National practice standards for the mental health workforce 2013

Part 2: Values and attitudes

Page last updated: November 2013

Values and attitudes inform the way that mental health services are delivered and received. Individual practitioners have their own personal beliefs and values; however, there are specific values on which all workers are expected to base their practice. These values are a declaration of what the mental health workforce holds to be important principles and what individuals strive to practice each day. Mental health practitioners are expected to understand, reflect on and use their own values and beliefs in a positive way at work.

The following values and attitudes underpin how mental health practitioners apply skills and knowledge when working with people, families, carers and communities.

Values

Respect

All people have the right to be heard and treated with dignity and respect, have their privacy protected, and have their documentation treated in a confidential manner.

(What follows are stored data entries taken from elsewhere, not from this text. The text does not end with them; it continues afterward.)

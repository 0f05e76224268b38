use crate::model::{
    Device, DeviceType, ErrorRecord, Measurement, MeasurementStatus, NormalizedError,
    NormalizedMeasurement, Severity, WarningRecord,
};
use chrono::Utc;
use sea_orm::ActiveValue::{NotSet, Set};
use tracing::warn;

/// Device 模型与数据库实体的转换
impl From<Device> for super::device::ActiveModel {
    fn from(device: Device) -> Self {
        Self {
            device_id: Set(device.device_id),
            device_type: Set(device.device_type.as_str().to_string()),
            name: Set(device.name),
            location: Set(device.location),
            model: Set(device.model),
            firmware_version: Set(device.firmware_version),
            config: Set(device.config),
            last_seen: Set(device.last_seen),
            created_at: Set(device.created_at),
        }
    }
}

impl From<super::device::Model> for Device {
    fn from(model: super::device::Model) -> Self {
        Self {
            device_id: model.device_id,
            device_type: DeviceType::from_tag(&model.device_type),
            name: model.name,
            location: model.location,
            model: model.model,
            firmware_version: model.firmware_version,
            config: model.config,
            last_seen: model.last_seen,
            created_at: model.created_at,
        }
    }
}

/// 新测量记录（id 由数据库生成）
impl From<NormalizedMeasurement> for super::measurement::ActiveModel {
    fn from(record: NormalizedMeasurement) -> Self {
        Self {
            id: NotSet,
            device_id: Set(record.device_id),
            timestamp: Set(record.timestamp),
            status: Set(record.status.as_str().to_string()),
            data_valid: Set(record.data_valid),
            data: Set(record.data),
            created_at: Set(Utc::now()),
        }
    }
}

impl From<super::measurement::Model> for Measurement {
    fn from(model: super::measurement::Model) -> Self {
        let status = model.status.parse().unwrap_or_else(|_| {
            warn!(id = model.id, status = %model.status, "Unrecognized stored status");
            MeasurementStatus::Ok
        });
        Self {
            id: model.id,
            device_id: model.device_id,
            timestamp: model.timestamp,
            status,
            data_valid: model.data_valid,
            data: model.data,
            created_at: model.created_at,
        }
    }
}

impl From<NormalizedError> for super::error_report::ActiveModel {
    fn from(record: NormalizedError) -> Self {
        Self {
            id: NotSet,
            device_id: Set(record.device_id),
            timestamp: Set(record.timestamp),
            severity: Set(record.severity.as_str().to_string()),
            category: Set(record.category),
            message: Set(record.message),
            error_stats: Set(record.error_stats),
            sensor_data: Set(record.sensor_data),
            created_at: Set(Utc::now()),
        }
    }
}

impl From<super::error_report::Model> for ErrorRecord {
    fn from(model: super::error_report::Model) -> Self {
        let severity = model.severity.parse().unwrap_or_else(|_| {
            warn!(id = model.id, severity = %model.severity, "Unrecognized stored severity");
            Severity::Error
        });
        Self {
            id: model.id,
            device_id: model.device_id,
            timestamp: model.timestamp,
            severity,
            category: model.category,
            message: model.message,
            error_stats: model.error_stats,
            sensor_data: model.sensor_data,
            created_at: model.created_at,
        }
    }
}

impl From<super::warning::Model> for WarningRecord {
    fn from(model: super::warning::Model) -> Self {
        Self {
            id: model.id,
            device_id: model.device_id,
            timestamp: model.timestamp,
            message: model.message,
            resolved: model.resolved,
            created_at: model.created_at,
        }
    }
}

/// 新告警
pub(crate) fn new_warning(
    device_id: &str,
    timestamp: i64,
    message: String,
) -> super::warning::ActiveModel {
    super::warning::ActiveModel {
        id: NotSet,
        device_id: Set(device_id.to_string()),
        timestamp: Set(timestamp),
        message: Set(message),
        resolved: Set(false),
        created_at: Set(Utc::now()),
    }
}
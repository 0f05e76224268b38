use axum::{
    http::StatusCode,
    response::{IntoResponse, Response},
    Json,
};
use serde_json::json;
use thiserror::Error;
use tracing::error;
use upsmon_device::DeviceError;
use upsmon_middleware::AuthError;

/// API 错误类型
#[derive(Debug, Error)]
pub enum ApiError {
    /// 资源未找到
    #[error("{0}")]
    NotFound(String),
    /// 上报数据校验失败
    #[error("{0}")]
    ValidationError(String),
    /// 请求格式错误
    #[error("{0}")]
    BadRequest(String),
    /// 未认证
    #[error("{0}")]
    Unauthorized(String),
    /// 认证信息错误
    #[error("{0}")]
    Forbidden(String),
    /// 请求过多
    #[error("Too many requests, please try again later")]
    TooManyRequests,
    /// 数据库错误
    #[error("Database error: {0}")]
    DatabaseError(String),
    /// 内部错误
    #[error("Internal error: {0}")]
    InternalError(String),
}

impl ApiError {
    pub fn status_code(&self) -> StatusCode {
        match self {
            ApiError::NotFound(_) => StatusCode::NOT_FOUND,
            ApiError::ValidationError(_) | ApiError::BadRequest(_) => StatusCode::BAD_REQUEST,
            ApiError::Unauthorized(_) => StatusCode::UNAUTHORIZED,
            ApiError::Forbidden(_) => StatusCode::FORBIDDEN,
            ApiError::TooManyRequests => StatusCode::TOO_MANY_REQUESTS,
            ApiError::DatabaseError(_) | ApiError::InternalError(_) => {
                StatusCode::INTERNAL_SERVER_ERROR
            }
        }
    }
}

impl IntoResponse for ApiError {
    fn into_response(self) -> Response {
        let status = self.status_code();

        // 存储层细节只写日志，不返回给客户端
        let message = if status.is_server_error() {
            error!(error = %self, "Request failed");
            "Internal server error".to_string()
        } else {
            self.to_string()
        };

        let body = Json(json!({
            "success": false,
            "error": message,
            "status": status.as_u16(),
        }));

        (status, body).into_response()
    }
}

// 从 upsmon_device::DeviceError 转换
impl From<DeviceError> for ApiError {
    fn from(err: DeviceError) -> Self {
        match err {
            DeviceError::Validation(msg) | DeviceError::Format(msg) => {
                ApiError::ValidationError(msg)
            }
            DeviceError::NotFound(_) => ApiError::NotFound(err.to_string()),
            DeviceError::Database(e) => ApiError::DatabaseError(e.to_string()),
            DeviceError::Serialization(e) => ApiError::InternalError(e.to_string()),
            DeviceError::Other(e) => ApiError::InternalError(e.to_string()),
        }
    }
}

impl From<AuthError> for ApiError {
    fn from(err: AuthError) -> Self {
        match err {
            AuthError::InvalidApiKey => ApiError::Forbidden(err.to_string()),
            _ => ApiError::Unauthorized(err.to_string()),
        }
    }
}

// 从 sea_orm::DbErr 转换
impl From<sea_orm::DbErr> for ApiError {
    fn from(err: sea_orm::DbErr) -> Self {
        ApiError::DatabaseError(err.to_string())
    }
}

pub type Result<T> = std::result::Result<T, ApiError>;

#[cfg(test)]
mod tests {
    use super::*;

    #[test]
    fn test_device_error_mapping() {
        let validation: ApiError = DeviceError::validation("device_id is required").into();
        assert_eq!(validation.status_code(), StatusCode::BAD_REQUEST);
        assert_eq!(validation.to_string(), "device_id is required");

        let format: ApiError = DeviceError::format("Invalid error data format").into();
        assert_eq!(format.status_code(), StatusCode::BAD_REQUEST);

        let missing: ApiError = DeviceError::NotFound("ups-9".to_string()).into();
        assert_eq!(missing.status_code(), StatusCode::NOT_FOUND);

        let db: ApiError = DeviceError::Database(sea_orm::DbErr::Custom("locked".into())).into();
        assert_eq!(db.status_code(), StatusCode::INTERNAL_SERVER_ERROR);
    }

    #[test]
    fn test_auth_error_mapping() {
        assert_eq!(
            ApiError::from(AuthError::MissingApiKey).status_code(),
            StatusCode::UNAUTHORIZED
        );
        assert_eq!(
            ApiError::from(AuthError::InvalidApiKey).status_code(),
            StatusCode::FORBIDDEN
        );
    }
}
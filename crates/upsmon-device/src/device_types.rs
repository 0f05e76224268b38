use crate::model::{DeviceType, MeasurementStatus};
use crate::payload::RawPayload;
use serde::{Deserialize, Serialize};
use std::collections::BTreeMap;

/// 设备类型描述
///
/// 启动时定义，运行期间只读。新增设备类型只需要注册一个描述
/// （以及可选的专用处理器），不需要修改分发和存储代码。
#[derive(Debug, Clone, PartialEq, Serialize, Deserialize)]
pub struct DeviceTypeDescriptor {
    pub device_type: DeviceType,
    pub display_name: String,
    /// 该类型通常上报的字段
    pub expected_fields: Vec<String>,
    /// 至少需要出现其中一个字段
    #[serde(default)]
    pub required_any: Vec<String>,
    /// 结构识别：全部出现时判定为该类型
    #[serde(default)]
    pub signature: Vec<String>,
    pub status_levels: Vec<MeasurementStatus>,
    pub poll_interval_ms: u64,
}

impl DeviceTypeDescriptor {
    /// 内置 UPS 描述
    pub fn ups() -> Self {
        Self {
            device_type: DeviceType::Ups,
            display_name: "UPS System".to_string(),
            expected_fields: strings(&["battery", "output", "temperature", "efficiency"]),
            required_any: strings(&["battery", "output"]),
            signature: strings(&["battery", "output"]),
            status_levels: MeasurementStatus::ALL.to_vec(),
            poll_interval_ms: 30_000,
        }
    }

    pub fn allows_status(&self, status: MeasurementStatus) -> bool {
        self.status_levels.contains(&status)
    }

    /// 结构特征是否匹配
    fn matches(&self, payload: &RawPayload) -> bool {
        !self.signature.is_empty()
            && self
                .signature
                .iter()
                .all(|field| payload.present(field).is_some())
    }
}

fn strings(items: &[&str]) -> Vec<String> {
    items.iter().map(|s| s.to_string()).collect()
}

/// 设备类型注册表
#[derive(Debug, Clone)]
pub struct DeviceTypeRegistry {
    descriptors: BTreeMap<String, DeviceTypeDescriptor>,
}

impl DeviceTypeRegistry {
    /// 空注册表（只能识别为 UNKNOWN）
    pub fn empty() -> Self {
        Self {
            descriptors: BTreeMap::new(),
        }
    }

    /// 包含内置类型的注册表
    pub fn builtin() -> Self {
        let mut registry = Self::empty();
        registry.register(DeviceTypeDescriptor::ups());
        registry
    }

    /// 注册设备类型，同名类型会被覆盖
    pub fn register(&mut self, descriptor: DeviceTypeDescriptor) {
        self.descriptors
            .insert(descriptor.device_type.as_str().to_string(), descriptor);
    }

    pub fn get(&self, device_type: &DeviceType) -> Option<&DeviceTypeDescriptor> {
        self.descriptors.get(device_type.as_str())
    }

    pub fn contains(&self, tag: &str) -> bool {
        self.descriptors.contains_key(tag)
    }

    pub fn list(&self) -> Vec<&DeviceTypeDescriptor> {
        self.descriptors.values().collect()
    }

    /// 识别设备类型
    ///
    /// 顺序：显式声明且已注册的 `device_type` > 结构特征匹配（按标签顺序）> UNKNOWN。
    pub fn detect(&self, payload: &RawPayload) -> DeviceType {
        if let Some(declared) = payload.device_type() {
            if let Some(descriptor) = self.descriptors.get(declared) {
                return descriptor.device_type.clone();
            }
        }

        self.descriptors
            .values()
            .find(|descriptor| descriptor.matches(payload))
            .map(|descriptor| descriptor.device_type.clone())
            .unwrap_or(DeviceType::Unknown)
    }
}

impl Default for DeviceTypeRegistry {
    fn default() -> Self {
        Self::builtin()
    }
}
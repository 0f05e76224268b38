use std::collections::HashMap;
use std::sync::Arc;
use std::time::Duration;
use tokio::sync::RwLock;
use tokio::task::JoinHandle;
use tracing::{debug, warn};

use super::{RateLimitStrategy, TokenBucket};

/// 限流器
#[derive(Clone)]
pub struct RateLimiter {
    strategies: Vec<RateLimitStrategy>,
    buckets: Arc<RwLock<HashMap<String, Arc<TokenBucket>>>>,
}

impl RateLimiter {
    /// 创建新的限流器
    pub fn new(strategies: Vec<RateLimitStrategy>) -> Self {
        Self {
            strategies,
            buckets: Arc::new(RwLock::new(HashMap::new())),
        }
    }

    /// 检查是否允许请求
    pub async fn check(&self, key: &str) -> bool {
        for strategy in &self.strategies {
            let bucket = self.bucket(strategy, key).await;
            if !bucket.try_acquire(1).await {
                warn!(key = key, strategy = ?strategy, "Rate limit exceeded");
                return false;
            }
        }
        true
    }

    /// 被拒绝后建议的重试等待时间
    pub async fn retry_after(&self, key: &str) -> Duration {
        let mut longest = Duration::ZERO;
        for strategy in &self.strategies {
            let bucket = self.bucket(strategy, key).await;
            longest = longest.max(bucket.time_until_available().await);
        }
        longest
    }

    async fn bucket(&self, strategy: &RateLimitStrategy, key: &str) -> Arc<TokenBucket> {
        let bucket_key = strategy.bucket_key(key);
        if let Some(bucket) = self.buckets.read().await.get(&bucket_key) {
            return bucket.clone();
        }

        let mut buckets = self.buckets.write().await;
        buckets
            .entry(bucket_key)
            .or_insert_with(|| {
                Arc::new(TokenBucket::new(
                    strategy.capacity(),
                    strategy.refill_rate(),
                ))
            })
            .clone()
    }

    /// 清理长时间未使用的令牌桶，返回清理数量
    pub async fn cleanup(&self, max_idle: Duration) -> usize {
        let snapshot: Vec<(String, Arc<TokenBucket>)> = self
            .buckets
            .read()
            .await
            .iter()
            .map(|(k, v)| (k.clone(), v.clone()))
            .collect();

        let mut idle = Vec::new();
        for (key, bucket) in snapshot {
            if bucket.idle_for().await >= max_idle {
                idle.push(key);
            }
        }

        let mut buckets = self.buckets.write().await;
        for key in &idle {
            buckets.remove(key);
        }
        debug!(removed = idle.len(), remaining = buckets.len(), "Rate limiter buckets cleaned");
        idle.len()
    }

    /// 启动后台清理任务
    pub fn spawn_cleanup(&self, interval: Duration, max_idle: Duration) -> JoinHandle<()> {
        let limiter = self.clone();
        tokio::spawn(async move {
            let mut ticker = tokio::time::interval(interval);
            ticker.tick().await;
            loop {
                ticker.tick().await;
                limiter.cleanup(max_idle).await;
            }
        })
    }

    pub async fn bucket_count(&self) -> usize {
        self.buckets.read().await.len()
    }
}
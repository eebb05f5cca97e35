/// Available oscillator waveform shapes.
///
/// The waveform is a global synthesis parameter: changing it affects only
/// voices started after the change, never voices already sounding.
#[derive(Debug, Clone, Copy, PartialEq, Eq, Default)]
pub enum Waveform {
    #[default]
    Sine,
    Saw,
    Square,
    Triangle,
}

impl Waveform {
    /// Parse waveform from string (case-insensitive)
    pub fn from_str(s: &str) -> Option<Waveform> {
        match s.to_lowercase().as_str() {
            "sine" | "sin" => Some(Waveform::Sine),
            "saw" | "sawtooth" => Some(Waveform::Saw),
            "square" | "sq" => Some(Waveform::Square),
            "triangle" | "tri" => Some(Waveform::Triangle),
            _ => None,
        }
    }

    /// Get display name
    pub fn name(&self) -> &'static str {
        match self {
            Waveform::Sine => "sine",
            Waveform::Saw => "saw",
            Waveform::Square => "square",
            Waveform::Triangle => "triangle",
        }
    }
}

Mental health practitioners respect the person, their family and carers, their experience, their values, beliefs and culture. They also respect diversity among people, families, carers, colleagues and communities, in areas including class, gender, culture, religion, spirituality, disability, age, power, status and sexual orientation.

Advocacy

Concern for the welfare of others guides the work of mental health practitioners. They strive to uphold the human rights of people, families and carers, including full and effective participation and inclusion in society. Mental health practitioners support the individual, and others (including children) who may be affected by the illness of a family member.

Recovery

Mental health practitioners support and uphold the principles of recovery-oriented mental health practice articulated in the National Standards for Mental Health Services 2010.

Working in partnership

Mental health practitioners foster positive professional and authentic relationships with people, families, carers, colleagues, peers and wider community networks. Safe and professional boundaries are maintained. Mental health practitioners work constructively to resolve tensions that may arise between partners in care. The professional diversity that can exist within teams is respected and valued and there is always endeavour to work in positive and collaborative ways that support multidisciplinary and interdisciplinary practice. Mental health practitioners believe that quality service provision is enhanced and underpinned by effective working relationships within the service, with partner agencies and communities.

Excellence

Mental health practitioners are committed to excellence in service delivery, and also to personal development and learning. This is supported through reflective practice, ongoing professional development and lifelong learning. Top of page

Attitudes

Attitudes are an established way of thinking or feeling that are typically reflected in a person’s behaviour, for example, a positive attitude towards employing people with a disability. Attitudes involve the interaction of beliefs, feelings and values, and a disposition to act in particular ways. Our attitudes help us to define how situations are seen, as well as define what is expected in behaviour towards a situation, person or object.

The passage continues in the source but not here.